Stored dataset items:
|---|

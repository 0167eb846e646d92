//! Detail (specification table) extraction for rows that offer one.

use std::time::Duration;

use tracing::{debug, warn};

use crate::browser::CalendarPage;
use crate::domain::Record;
use crate::error::DetailError;
use crate::retry::RetryPolicy;
use crate::text::normalize_ws;

/// Serialize specification pairs as `key: value|key: value`.
///
/// Keys and values are whitespace-collapsed and rows with an empty key are
/// dropped. A repeated key keeps its first position and takes the last value.
/// Separator characters inside values are written as-is.
pub fn serialize_detail(pairs: &[(String, String)]) -> String {
    let mut merged: Vec<(String, String)> = Vec::with_capacity(pairs.len());
    for (key, value) in pairs {
        let key = normalize_ws(key);
        if key.is_empty() {
            continue;
        }
        let value = normalize_ws(value);
        match merged.iter_mut().find(|(k, _)| *k == key) {
            Some(slot) => slot.1 = value,
            None => merged.push((key, value)),
        }
    }

    merged
        .iter()
        .map(|(k, v)| format!("{k}: {v}"))
        .collect::<Vec<_>>()
        .join("|")
}

#[derive(Debug, Clone, Copy)]
pub struct DetailExtractor {
    policy: RetryPolicy,
    wait: Duration,
}

impl DetailExtractor {
    pub fn new(policy: RetryPolicy, wait: Duration) -> Self {
        Self { policy, wait }
    }

    /// Expand row `index`, read its table, and close it again.
    ///
    /// Timeouts and stale rows are retried per the policy. `None` once the
    /// attempts are spent or on a permanent failure.
    pub async fn fetch<P: CalendarPage + ?Sized>(&self, page: &mut P, index: usize) -> Option<String> {
        let wait = self.wait;
        let result = self
            .policy
            .run("detail expansion", page, |page, attempt| {
                Box::pin(async move {
                    debug!(row = index, attempt, "expanding detail");
                    page.expand_detail(index).await?;
                    let table = page.detail_table(wait).await;
                    if let Err(err) = page.close_detail().await {
                        debug!(row = index, "closing detail failed: {err}");
                    }
                    Ok::<_, DetailError>(table?)
                })
            })
            .await;

        match result {
            Ok(pairs) => Some(serialize_detail(&pairs)),
            Err(err) => {
                warn!(row = index, "detail unavailable: {err}");
                None
            }
        }
    }

    /// Fill `record.detail` from row `index`. Returns `false` when the detail
    /// could not be read; the record is left untouched then.
    pub async fn enrich<P: CalendarPage + ?Sized>(&self, page: &mut P, record: &mut Record, index: usize) -> bool {
        match self.fetch(page, index).await {
            Some(detail) => {
                if !detail.is_empty() {
                    record.detail = Some(detail);
                }
                true
            }
            None => false,
        }
    }
}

|---|

Assignment - This exercise requires the lines of the entries containing the string "false".

Solved exercise -
    /// Fill `record.detail` from row `index`. Returns `false` when the detail
            None => false,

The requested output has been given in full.